LayoutLMv3-Japanese-preview

LayoutLMv3-Japanese-preview is a multimodal pre-trained model for Japanese Document AI, built on the LayoutLMv3 architecture. The text tokenizer is replaced with a Japanese tokenizer from nlp-waseda/roberta-base-japanese, and the visual tokenizer adopts BEiT v2 VQ-KD. The model is pre-trained on ~20M Japanese web pages from NDL WARP ,PubLayNet and DocLayNet for document layout analysis.

Training Data

Pre-training

Dataset Scale
NDL WARP 20M+ pages
PubLayNet 360K+ images
DocLayNet 80K+ images

Evaluation

Dataset Task Language
FUNSD Form Understanding English
XFUND-JA Form Understanding Japanese
JDocQA Document Visual Question Answering Japanese

Tokenizer and Visual Tokenizer

Component Source License
Text Tokenizer nlp-waseda/roberta-base-japanese Apache 2.0
Visual Tokenizer (VQ-KD) BEiT v2 MIT
PDF Text/BBox Extractor (pre-training) PyMuPDF (fitz) AGPL v3 / commercial

Evaluation Results

FUNSD (English Form Understanding)

Model F1 (test)
LayoutLMv3 0.9059
LayoutLMv2 0.8276
LayoutLMv3-Japanese-preview (Ours) 0.8284

XFUND-JA (Japanese Form Understanding)

Model F1 (test)
LayoutXLM 0.7921
LayoutLMv3-Japanese-preview (Ours) 0.7436

JDocQA (Japanese Document Visual Question Answering)

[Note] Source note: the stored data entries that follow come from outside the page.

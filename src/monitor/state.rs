//! Scan state machine with detection debounce.
//!
//! A death message stays on screen for several seconds, so consecutive
//! scans would keep re-counting it. After a counted detection the loop
//! enters a cooldown that suppresses further positives; the cooldown clears
//! only after two consecutive negative scans, so a single OCR flicker
//! cannot re-arm the counter while the message is still up.

use chrono::Local;
use std::sync::Arc;
use std::time::Instant;

use crate::capture::{Frame, FrameSource};
use crate::counter::CounterStore;
use crate::detector::{DeathDetector, DeathMatch};
use crate::monitor::runner::MonitorShared;
use crate::monitor::ScanError;
use crate::ocr::TextRecognizer;
use crate::screen::CaptureZone;

/// Negative scans required before the cooldown clears.
const COOLDOWN_CLEAR_SCANS: u8 = 2;

/// Debounce sub-state while running.
#[derive(Debug, Clone, Copy, PartialEq)]
enum Cooldown {
    /// No recent detection; a positive scan will count.
    Idle,
    /// A death was counted and the message may still be on screen.
    Active { consecutive_negatives: u8 },
}

/// State owned exclusively by the monitor loop. The presentation layer
/// only ever sees snapshots published through `MonitorShared`.
#[derive(Debug)]
pub struct MonitorState {
    pub death_count: u64,
    pub last_detection: Option<Instant>,
    cooldown: Cooldown,
    /// Set when a counter write failed; retried at the start of each scan.
    write_pending: bool,
}

/// Result of one scan step.
#[derive(Debug, Clone, Copy, PartialEq)]
pub enum ScanOutcome {
    /// New death counted; holds the updated total.
    Counted(u64),
    /// Death message still on screen, already counted.
    Suppressed,
    /// Nothing detected.
    Quiet,
    /// Stop was requested while the scan was in flight; result thrown away.
    Discarded,
}

/// Everything one scan needs: capture source, recognizer, detector,
/// counter store, and the debounce state.
pub struct MonitorContext<C: FrameSource, R: TextRecognizer> {
    frames: C,
    recognizer: R,
    detector: DeathDetector,
    counter: CounterStore,
    zone: CaptureZone,
    shared: Arc<MonitorShared>,
    verbose: bool,
    debug: bool,
    state: MonitorState,
}

impl<C: FrameSource, R: TextRecognizer> MonitorContext<C, R> {
    #[allow(clippy::too_many_arguments)]
    pub fn new(
        frames: C,
        recognizer: R,
        detector: DeathDetector,
        counter: CounterStore,
        zone: CaptureZone,
        shared: Arc<MonitorShared>,
        verbose: bool,
        debug: bool,
    ) -> Self {
        let death_count = counter.load();
        shared.set_death_count(death_count);

        Self {
            frames,
            recognizer,
            detector,
            counter,
            zone,
            shared,
            verbose,
            debug,
            state: MonitorState {
                death_count,
                last_detection: None,
                cooldown: Cooldown::Idle,
                write_pending: false,
            },
        }
    }

    pub fn death_count(&self) -> u64 {
        self.state.death_count
    }

    /// Runs one scan: capture, recognize, detect, update the debounce
    /// state, and persist on a counted death.
    ///
    /// Capture and recognition errors abort the scan without touching the
    /// state. A persistence error is returned after the in-memory count has
    /// already been updated; the write is retried on later scans.
    pub fn step(&mut self) -> Result<ScanOutcome, ScanError> {
        self.retry_pending_write();

        let frame = self
            .frames
            .capture(&self.zone)
            .map_err(ScanError::Capture)?;
        let candidates = self
            .recognizer
            .recognize(&frame)
            .map_err(ScanError::Recognition)?;

        // stop() may have been requested while capture/recognition was in
        // flight. The scan is allowed to finish but must not mutate state.
        if !self.shared.is_running() {
            return Ok(ScanOutcome::Discarded);
        }

        if self.verbose {
            for c in &candidates {
                crate::log(&format!(
                    "Recognized text: '{}' (confidence {:.2})",
                    c.text, c.confidence
                ));
            }
        }

        match self.detector.find_match(&candidates) {
            Some(matched) => self.handle_detection(matched, &frame),
            None => Ok(self.handle_negative()),
        }
    }

    fn handle_detection(
        &mut self,
        matched: DeathMatch,
        frame: &Frame,
    ) -> Result<ScanOutcome, ScanError> {
        if let Cooldown::Active { .. } = self.state.cooldown {
            // Same on-screen message; reset the clearing count so a flicker
            // followed by the still-visible message keeps the cooldown armed.
            self.state.cooldown = Cooldown::Active {
                consecutive_negatives: 0,
            };
            return Ok(ScanOutcome::Suppressed);
        }

        self.state.death_count += 1;
        if let Some(previous) = self.state.last_detection {
            crate::log(&format!(
                "Time since previous death: {}s",
                previous.elapsed().as_secs()
            ));
        }
        self.state.last_detection = Some(Instant::now());
        self.state.cooldown = Cooldown::Active {
            consecutive_negatives: 0,
        };
        self.shared.set_death_count(self.state.death_count);

        self.shared.event(&format!(
            "Death detected ('{}' ~ '{}', {:?}, similarity {:.2})! Counter: {}",
            matched.candidate,
            matched.message,
            matched.language,
            matched.similarity,
            self.state.death_count
        ));

        if self.debug {
            self.save_debug_screenshot(frame);
        }

        if let Err(e) = self.counter.save(self.state.death_count) {
            self.state.write_pending = true;
            return Err(ScanError::Persistence(e));
        }

        Ok(ScanOutcome::Counted(self.state.death_count))
    }

    fn handle_negative(&mut self) -> ScanOutcome {
        if let Cooldown::Active {
            consecutive_negatives,
        } = self.state.cooldown
        {
            let negatives = consecutive_negatives + 1;
            if negatives >= COOLDOWN_CLEAR_SCANS {
                self.state.cooldown = Cooldown::Idle;
                crate::log("Death message cleared; ready for next detection");
            } else {
                self.state.cooldown = Cooldown::Active {
                    consecutive_negatives: negatives,
                };
            }
        }
        ScanOutcome::Quiet
    }

    /// Retries a failed counter write. In-memory count stays authoritative
    /// until a write succeeds.
    fn retry_pending_write(&mut self) {
        if !self.state.write_pending {
            return;
        }
        match self.counter.save(self.state.death_count) {
            Ok(()) => {
                self.state.write_pending = false;
                crate::log(&format!(
                    "Pending counter write flushed (count {})",
                    self.state.death_count
                ));
            }
            Err(e) => crate::log(&format!("Counter write retry failed: {}", e)),
        }
    }

    fn save_debug_screenshot(&self, frame: &Frame) {
        let timestamp = Local::now().timestamp();
        let path = crate::paths::get_screenshots_dir()
            .join(format!("death_screenshot_{}.png", timestamp));
        match frame.save(&path) {
            Ok(()) => crate::log(&format!("Debug screenshot saved: {}", path.display())),
            Err(e) => crate::log(&format!("Failed to save debug screenshot: {}", e)),
        }
    }
}

#[cfg(test)]
mod tests {
    use super::*;
    use anyhow::anyhow;
    use image::ImageBuffer;
    use std::cell::RefCell;
    use tempfile::{tempdir, TempDir};

    use crate::ocr::DetectionCandidate;

    /// Frame source that always returns a blank frame, or fails on chosen scans.
    struct FakeFrames {
        calls: usize,
        fail_on: Vec<usize>,
    }

    impl FakeFrames {
        fn new() -> Self {
            Self { calls: 0, fail_on: Vec::new() }
        }

        fn failing_on(fail_on: Vec<usize>) -> Self {
            Self { calls: 0, fail_on }
        }
    }

    impl FrameSource for FakeFrames {
        fn capture(&mut self, _zone: &CaptureZone) -> anyhow::Result<Frame> {
            let call = self.calls;
            self.calls += 1;
            if self.fail_on.contains(&call) {
                return Err(anyhow!("backend gone"));
            }
            Ok(ImageBuffer::new(4, 4))
        }
    }

    /// Recognizer that replays a scripted sequence of candidate lists.
    struct ScriptedRecognizer {
        script: RefCell<Vec<Vec<DetectionCandidate>>>,
    }

    impl ScriptedRecognizer {
        /// `+` means a confident "YOU DIED", `-` means nothing recognized.
        fn from_pattern(pattern: &str) -> Self {
            let script = pattern
                .chars()
                .map(|c| match c {
                    '+' => vec![DetectionCandidate::new("YOU DIED", 0.9)],
                    _ => vec![],
                })
                .rev()
                .collect();
            Self {
                script: RefCell::new(script),
            }
        }
    }

    impl TextRecognizer for ScriptedRecognizer {
        fn recognize(&self, _frame: &Frame) -> anyhow::Result<Vec<DetectionCandidate>> {
            Ok(self.script.borrow_mut().pop().unwrap_or_default())
        }
    }

    fn context(
        pattern: &str,
    ) -> (MonitorContext<FakeFrames, ScriptedRecognizer>, TempDir) {
        let dir = tempdir().unwrap();
        let shared = MonitorShared::new();
        shared.set_running(true);
        let ctx = MonitorContext::new(
            FakeFrames::new(),
            ScriptedRecognizer::from_pattern(pattern),
            DeathDetector::new(0.4, 0.85),
            CounterStore::new(dir.path().join("death_counter.json")),
            CaptureZone { x: 0, y: 0, width: 4, height: 4 },
            shared,
            false,
            false,
        );
        (ctx, dir)
    }

    fn run_steps<C: FrameSource, R: TextRecognizer>(
        ctx: &mut MonitorContext<C, R>,
        n: usize,
    ) -> Vec<ScanOutcome> {
        (0..n).map(|_| ctx.step().unwrap()).collect()
    }

    #[test]
    fn test_single_death_counted_once_while_on_screen() {
        // Message stays on screen for four scans: only the first counts
        let (mut ctx, _dir) = context("++++");
        let outcomes = run_steps(&mut ctx, 4);
        assert_eq!(outcomes[0], ScanOutcome::Counted(1));
        assert_eq!(&outcomes[1..], &[ScanOutcome::Suppressed; 3]);
        assert_eq!(ctx.death_count(), 1);
    }

    #[test]
    fn test_deaths_separated_by_clear_are_each_counted() {
        let (mut ctx, dir) = context("+--+--+");
        let outcomes = run_steps(&mut ctx, 7);
        assert_eq!(outcomes[0], ScanOutcome::Counted(1));
        assert_eq!(outcomes[3], ScanOutcome::Counted(2));
        assert_eq!(outcomes[6], ScanOutcome::Counted(3));
        assert_eq!(ctx.death_count(), 3);

        // Persisted counter converged with memory
        let store = CounterStore::new(dir.path().join("death_counter.json"));
        assert_eq!(store.load(), 3);
    }

    #[test]
    fn test_single_negative_flicker_does_not_rearm() {
        // One negative scan between positives is OCR flicker, not a new death
        let (mut ctx, _dir) = context("+-+");
        let outcomes = run_steps(&mut ctx, 3);
        assert_eq!(
            outcomes,
            vec![
                ScanOutcome::Counted(1),
                ScanOutcome::Quiet,
                ScanOutcome::Suppressed,
            ]
        );
        assert_eq!(ctx.death_count(), 1);
    }

    #[test]
    fn test_two_negatives_clear_cooldown() {
        let (mut ctx, _dir) = context("+--+");
        let outcomes = run_steps(&mut ctx, 4);
        assert_eq!(outcomes[3], ScanOutcome::Counted(2));
    }

    #[test]
    fn test_counter_resumes_from_persisted_value() {
        let dir = tempdir().unwrap();
        let path = dir.path().join("death_counter.json");
        CounterStore::new(path.clone()).save(5).unwrap();

        let shared = MonitorShared::new();
        shared.set_running(true);
        let mut ctx = MonitorContext::new(
            FakeFrames::new(),
            ScriptedRecognizer::from_pattern("+"),
            DeathDetector::new(0.4, 0.85),
            CounterStore::new(path),
            CaptureZone { x: 0, y: 0, width: 4, height: 4 },
            shared,
            false,
            false,
        );

        assert_eq!(ctx.step().unwrap(), ScanOutcome::Counted(6));
    }

    #[test]
    fn test_capture_failure_leaves_state_untouched() {
        let dir = tempdir().unwrap();
        let shared = MonitorShared::new();
        shared.set_running(true);
        let mut ctx = MonitorContext::new(
            FakeFrames::failing_on(vec![0]),
            ScriptedRecognizer::from_pattern("++"),
            DeathDetector::new(0.4, 0.85),
            CounterStore::new(dir.path().join("death_counter.json")),
            CaptureZone { x: 0, y: 0, width: 4, height: 4 },
            shared,
            false,
            false,
        );

        let err = ctx.step().unwrap_err();
        assert!(matches!(err, ScanError::Capture(_)));
        assert_eq!(ctx.death_count(), 0);

        // Loop continues: next scan counts normally
        assert_eq!(ctx.step().unwrap(), ScanOutcome::Counted(1));
    }

    #[test]
    fn test_stop_during_scan_discards_result() {
        let (mut ctx, _dir) = context("+");
        ctx.shared.set_running(false);
        assert_eq!(ctx.step().unwrap(), ScanOutcome::Discarded);
        assert_eq!(ctx.death_count(), 0);
    }

    #[test]
    fn test_persistence_failure_keeps_memory_authoritative() {
        let dir = tempdir().unwrap();
        // Point the store at a directory so the write fails
        let bad_path = dir.path().join("subdir");
        std::fs::create_dir(&bad_path).unwrap();

        let shared = MonitorShared::new();
        shared.set_running(true);
        let mut ctx = MonitorContext::new(
            FakeFrames::new(),
            ScriptedRecognizer::from_pattern("+"),
            DeathDetector::new(0.4, 0.85),
            CounterStore::new(bad_path),
            CaptureZone { x: 0, y: 0, width: 4, height: 4 },
            shared,
            false,
            false,
        );

        let err = ctx.step().unwrap_err();
        assert!(matches!(err, ScanError::Persistence(_)));
        // Count incremented despite the failed write
        assert_eq!(ctx.death_count(), 1);
    }
}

Task F1 (test) Accuracy (test)
LayoutLMv3-Japanese-preview (Ours)
Yes/No 0.5750 0.7639
Multiple Choice (4 options) 0.8351 0.8353
LayoutXLM
Yes/No 0.5403 0.7847
Multiple Choice (4 options) 0.8544 0.8543

Example Usage

The tokenizer is an AlbertTokenizer (SentencePiece) inherited from nlp-waseda/roberta-base-japanese, so the standard LayoutLMv3Processor cannot be used as-is. Instead, combine AutoTokenizer with LayoutLMv3ImageProcessor and align each subword's bbox with the source word.

Requirements: transformers>=4.44, torch, Pillow. PyMuPDF (imported as fitz) is optional — only needed if you want to render a PDF on the fly. If you just run the provided sample.png, you do not need PyMuPDF. Words and bounding boxes can be produced by any OCR engine that supports Japanese (e.g. PaddleOCR, Tesseract with jpn traineddata, or manga-ocr). Boxes must be in pixel coordinates (x0, y0, x1, y1) and normalized to LayoutLMv3's 0–1000 range.

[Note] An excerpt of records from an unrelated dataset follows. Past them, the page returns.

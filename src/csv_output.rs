//! CSV output format for analysis results
//!
//! Spreadsheet-friendly exports of the run sequence and the metrics /
//! comparison table.

use crate::compare::TrialMetrics;
use crate::runs::Run;

/// Escape CSV field (handle commas, quotes, newlines)
fn escape_field(field: &str) -> String {
    if field.contains(',') || field.contains('"') || field.contains('\n') {
        format!("\"{}\"", field.replace('"', "\"\""))
    } else {
        field.to_string()
    }
}

/// Generate CSV output for a run sequence
pub fn runs_to_csv(runs: &[Run]) -> String {
    let mut output = String::new();
    output.push_str("start_time,end_time,duration,thread\n");
    for run in runs {
        output.push_str(&format!(
            "{},{},{},{}\n",
            run.start_time,
            run.end_time,
            run.duration(),
            run.thread
        ));
    }
    output
}

/// Generate CSV output for metrics rows (single trial or comparison)
pub fn metrics_to_csv(rows: &[TrialMetrics]) -> String {
    let mut output = String::new();
    output.push_str(
        "algorithm,avg_waiting_time,peak_waiting_time,avg_burst_time,avg_turnaround_time,avg_response_time,context_switch_overhead,cpu_utilization\n",
    );
    for row in rows {
        output.push_str(&escape_field(&row.label));
        output.push_str(&format!(
            ",{},{},{},{},{},{},{}\n",
            row.metrics.avg_waiting_time,
            row.metrics.peak_waiting_time,
            row.metrics.avg_burst_time,
            row.metrics.avg_turnaround_time,
            row.metrics.avg_response_time,
            row.metrics.context_switch_overhead,
            row.metrics.cpu_utilization
        ));
    }
    output
}
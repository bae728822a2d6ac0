//! Side-by-side comparison of algorithm trials
//!
//! Each trial bundles a label with its tick log and metadata. The
//! comparator computes one metrics snapshot per trial, preserving input
//! order so the caller's ranking/tabulation sees trials exactly as they
//! were given. Any failing trial fails the whole comparison with the
//! offending label attached; there are no partial results.

use crate::metrics::{compute_metrics, MetricsSnapshot};
use crate::trace::{Sample, ThreadMeta};
use anyhow::{Context, Result};
use serde::{Deserialize, Serialize};

/// One algorithm trial: a labelled trace plus its metadata
#[derive(Debug, Clone)]
pub struct Trial {
    pub label: String,
    pub meta: Vec<ThreadMeta>,
    pub samples: Vec<Sample>,
}

impl Trial {
    pub fn new(label: impl Into<String>, meta: Vec<ThreadMeta>, samples: Vec<Sample>) -> Self {
        Self {
            label: label.into(),
            meta,
            samples,
        }
    }
}

/// Comparison row: a trial's label with its computed metrics
#[derive(Debug, Clone, PartialEq, Serialize, Deserialize)]
pub struct TrialMetrics {
    pub label: String,
    pub metrics: MetricsSnapshot,
}

/// Compute metrics for every trial, in input order
///
/// Fail-fast: the first trial whose metrics cannot be computed aborts
/// the comparison, with the trial's label in the error context.
pub fn compare(trials: &[Trial]) -> Result<Vec<TrialMetrics>> {
    let mut rows = Vec::with_capacity(trials.len());
    for trial in trials {
        let metrics = compute_metrics(&trial.meta, &trial.samples)
            .with_context(|| format!("trial '{}'", trial.label))?;
        rows.push(TrialMetrics {
            label: trial.label.clone(),
            metrics,
        });
    }
    Ok(rows)
}
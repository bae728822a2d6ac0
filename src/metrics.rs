//! Scheduling-quality metrics derived from a trial's trace and metadata
//!
//! All metrics are computed in one pass over already-loaded data and
//! returned as an immutable snapshot; nothing is accumulated in place,
//! so there is no required call order and recomputation is always safe.

use crate::error::{AnalysisError, Result};
use crate::trace::{Sample, ThreadMeta};
use serde::{Deserialize, Serialize};
use std::collections::HashMap;

/// Derived metrics for one algorithm trial
#[derive(Debug, Clone, Copy, PartialEq, Serialize, Deserialize)]
pub struct MetricsSnapshot {
    /// Mean of `waiting_time` over all metadata records (ms)
    pub avg_waiting_time: f64,
    /// Maximum `waiting_time` over all metadata records (ms)
    pub peak_waiting_time: f64,
    /// Mean of `burst_time` over all metadata records (ms)
    pub avg_burst_time: f64,
    /// Mean of `turn_around_time` over all metadata records (ms)
    pub avg_turnaround_time: f64,
    /// Mean of (first scheduled tick - arrival) over threads observed in
    /// the trace (ms); a thread that never runs is excluded from the
    /// denominator
    pub avg_response_time: f64,
    /// Number of adjacent tick pairs with differing thread ids, idle
    /// transitions included
    pub context_switch_overhead: u64,
    /// Share of ticks with a real thread on the processor, in `0.0..=1.0`
    pub cpu_utilization: f64,
}

/// Count context switches directly from the tick log
///
/// A switch is any adjacent pair of ticks with differing thread ids,
/// including transitions into and out of idle. Equals
/// `extract_runs(samples).len() - 1` for the same non-empty input; the
/// two are kept as independently computed quantities.
pub fn count_switches(samples: &[Sample]) -> u64 {
    samples
        .windows(2)
        .filter(|pair| pair[0].thread != pair[1].thread)
        .count() as u64
}

/// Compute the full metrics snapshot for one trial
///
/// Fails with [`AnalysisError::EmptyInput`] when either input is empty
/// (averages over nothing are an error, not a NaN) and with
/// [`AnalysisError::UnknownThread`] when the trace references a thread
/// id with no metadata record. Metadata lookups go through a map built
/// once per call.
pub fn compute_metrics(meta: &[ThreadMeta], samples: &[Sample]) -> Result<MetricsSnapshot> {
    if meta.is_empty() {
        return Err(AnalysisError::EmptyInput {
            what: "thread metadata",
        });
    }
    if samples.is_empty() {
        return Err(AnalysisError::EmptyInput { what: "samples" });
    }

    let by_id: HashMap<i64, &ThreadMeta> = meta.iter().map(|m| (m.id, m)).collect();

    let n = meta.len() as f64;
    let avg_waiting_time = meta.iter().map(|m| m.waiting_time).sum::<f64>() / n;
    let avg_burst_time = meta.iter().map(|m| m.burst_time).sum::<f64>() / n;
    let avg_turnaround_time = meta.iter().map(|m| m.turn_around_time).sum::<f64>() / n;
    let peak_waiting_time = meta
        .iter()
        .map(|m| m.waiting_time)
        .fold(f64::NEG_INFINITY, f64::max);

    let context_switch_overhead = count_switches(samples);

    // First-seen map keyed by thread id: response time uses the first
    // tick at which each real thread appears. Every distinct id passes
    // through the metadata lookup here, so an unknown thread fails the
    // whole computation.
    let mut first_seen: HashMap<i64, f64> = HashMap::new();
    let mut response_total = 0.0;
    let mut busy_ticks = 0usize;
    for sample in samples {
        if sample.is_idle() {
            continue;
        }
        busy_ticks += 1;
        if first_seen.contains_key(&sample.thread) {
            continue;
        }
        let record = by_id
            .get(&sample.thread)
            .ok_or(AnalysisError::UnknownThread {
                thread: sample.thread,
            })?;
        response_total += sample.time - record.arrival_time;
        first_seen.insert(sample.thread, sample.time);
    }
    let avg_response_time = if first_seen.is_empty() {
        0.0
    } else {
        response_total / first_seen.len() as f64
    };

    let cpu_utilization = busy_ticks as f64 / samples.len() as f64;

    Ok(MetricsSnapshot {
        avg_waiting_time,
        peak_waiting_time,
        avg_burst_time,
        avg_turnaround_time,
        avg_response_time,
        context_switch_overhead,
        cpu_utilization,
    })
}
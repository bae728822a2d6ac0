//! Error types for trace analysis

use thiserror::Error;

/// Errors raised by the analysis core
#[derive(Error, Debug, Clone, PartialEq, Eq)]
pub enum AnalysisError {
    #[error("empty input: {what} must contain at least one record")]
    EmptyInput { what: &'static str },

    #[error("thread {thread} appears in the trace but has no metadata record")]
    UnknownThread { thread: i64 },
}

pub type Result<T> = std::result::Result<T, AnalysisError>;

#[cfg(test)]
mod tests {
    use super::*;

    #[test]
    fn test_empty_input_message() {
        let err = AnalysisError::EmptyInput { what: "samples" };
        assert_eq!(
            err.to_string(),
            "empty input: samples must contain at least one record"
        );
    }

    #[test]
    fn test_unknown_thread_message() {
        let err = AnalysisError::UnknownThread { thread: 7 };
        assert!(err.to_string().contains("thread 7"));
        assert!(err.to_string().contains("no metadata record"));
    }
}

A sample Japanese document image is provided as sample.png in this repository for quick experimentation. The snippet below supports two input paths: load sample.png directly, or render the first page of any PDF via fitz (PyMuPDF) — uncomment the branch you want.

sample document

import io

import torch
from PIL import Image
from transformers import AutoTokenizer, LayoutLMv3ImageProcessor, LayoutLMv3Model

REPO = "llm-jp/layoutlmv3-japanese-preview"

tokenizer = AutoTokenizer.from_pretrained(REPO)
image_processor = LayoutLMv3ImageProcessor(apply_ocr=False)
model = LayoutLMv3Model.from_pretrained(REPO).eval()

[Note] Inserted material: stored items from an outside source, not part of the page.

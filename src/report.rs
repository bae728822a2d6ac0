//! Plain-text reports: metrics blocks, run tables, and the comparison
//! table
//!
//! Formatting only; every number printed here comes straight out of the
//! analysis core.

use crate::compare::TrialMetrics;
use crate::metrics::MetricsSnapshot;
use crate::runs::Run;

/// Label shown for a run in tables and timelines
fn thread_label(run: &Run) -> String {
    if run.is_idle() {
        "x".to_string()
    } else {
        format!("T{}", run.thread)
    }
}

/// Render the metrics summary block for one trial
pub fn metrics_block(label: &str, m: &MetricsSnapshot) -> String {
    let mut out = String::new();
    out.push_str(&format!("=== {} ===\n", label));
    out.push_str(&format!(
        "Average waiting time:     {:.2} ms\n",
        m.avg_waiting_time
    ));
    out.push_str(&format!(
        "Peak waiting time:        {:.2} ms\n",
        m.peak_waiting_time
    ));
    out.push_str(&format!(
        "Average burst time:       {:.2} ms\n",
        m.avg_burst_time
    ));
    out.push_str(&format!(
        "Average turnaround time:  {:.2} ms\n",
        m.avg_turnaround_time
    ));
    out.push_str(&format!(
        "Average response time:    {:.2} ms\n",
        m.avg_response_time
    ));
    out.push_str(&format!(
        "Context switch overhead:  {}\n",
        m.context_switch_overhead
    ));
    out.push_str(&format!(
        "CPU utilization:          {:.1}%\n",
        m.cpu_utilization * 100.0
    ));
    out
}

/// Render the run sequence as an aligned table
pub fn run_table(runs: &[Run]) -> String {
    let mut out = String::new();
    out.push_str("     start        end   duration  thread\n");
    out.push_str("---------- ---------- ----------  ------\n");
    for run in runs {
        out.push_str(&format!(
            "{:>10.4} {:>10.4} {:>10.4}  {}\n",
            run.start_time,
            run.end_time,
            run.duration(),
            thread_label(run)
        ));
    }
    out
}

/// Render a one-line Gantt-style timeline
///
/// Each run becomes a bracketed cell whose width is proportional to its
/// share of the trace extent; idle gaps are marked `x`.
pub fn timeline(runs: &[Run], width: usize) -> String {
    if runs.is_empty() {
        return String::new();
    }
    let extent = runs[runs.len() - 1].end_time - runs[0].start_time;
    let mut line = String::new();
    for run in runs {
        let label = thread_label(run);
        let cells = if extent > 0.0 {
            ((run.duration() / extent) * width as f64).round() as usize
        } else {
            0
        };
        let body = cells.max(label.len() + 1);
        line.push('[');
        line.push_str(&label);
        for _ in label.len()..body {
            line.push('=');
        }
        line.push(']');
    }
    line.push('\n');
    line
}

/// Render the algorithm comparison table, one row per trial in input
/// order
pub fn comparison_table(rows: &[TrialMetrics]) -> String {
    let mut out = String::new();
    out.push_str(
        "algorithm         avg_wait  peak_wait  avg_burst  avg_turnaround  avg_response  switches   cpu%\n",
    );
    out.push_str(
        "----------------  --------  ---------  ---------  --------------  ------------  --------  -----\n",
    );
    for row in rows {
        out.push_str(&format!(
            "{:<16} {:>9.2} {:>10.2} {:>10.2} {:>15.2} {:>13.2} {:>9} {:>6.1}\n",
            row.label,
            row.metrics.avg_waiting_time,
            row.metrics.peak_waiting_time,
            row.metrics.avg_burst_time,
            row.metrics.avg_turnaround_time,
            row.metrics.avg_response_time,
            row.metrics.context_switch_overhead,
            row.metrics.cpu_utilization * 100.0
        ));
    }
    out
}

# --- Option A: use the bundled sample.png (no PyMuPDF required) ---
image = Image.open("sample.png").convert("RGB")

# --- Option B: render the first page of any PDF via fitz (PyMuPDF) ---
# import fitz
# doc = fitz.open("your_document.pdf")
# pix = doc[0].get_pixmap(dpi=200)
# image = Image.open(io.BytesIO(pix.tobytes("png"))).convert("RGB")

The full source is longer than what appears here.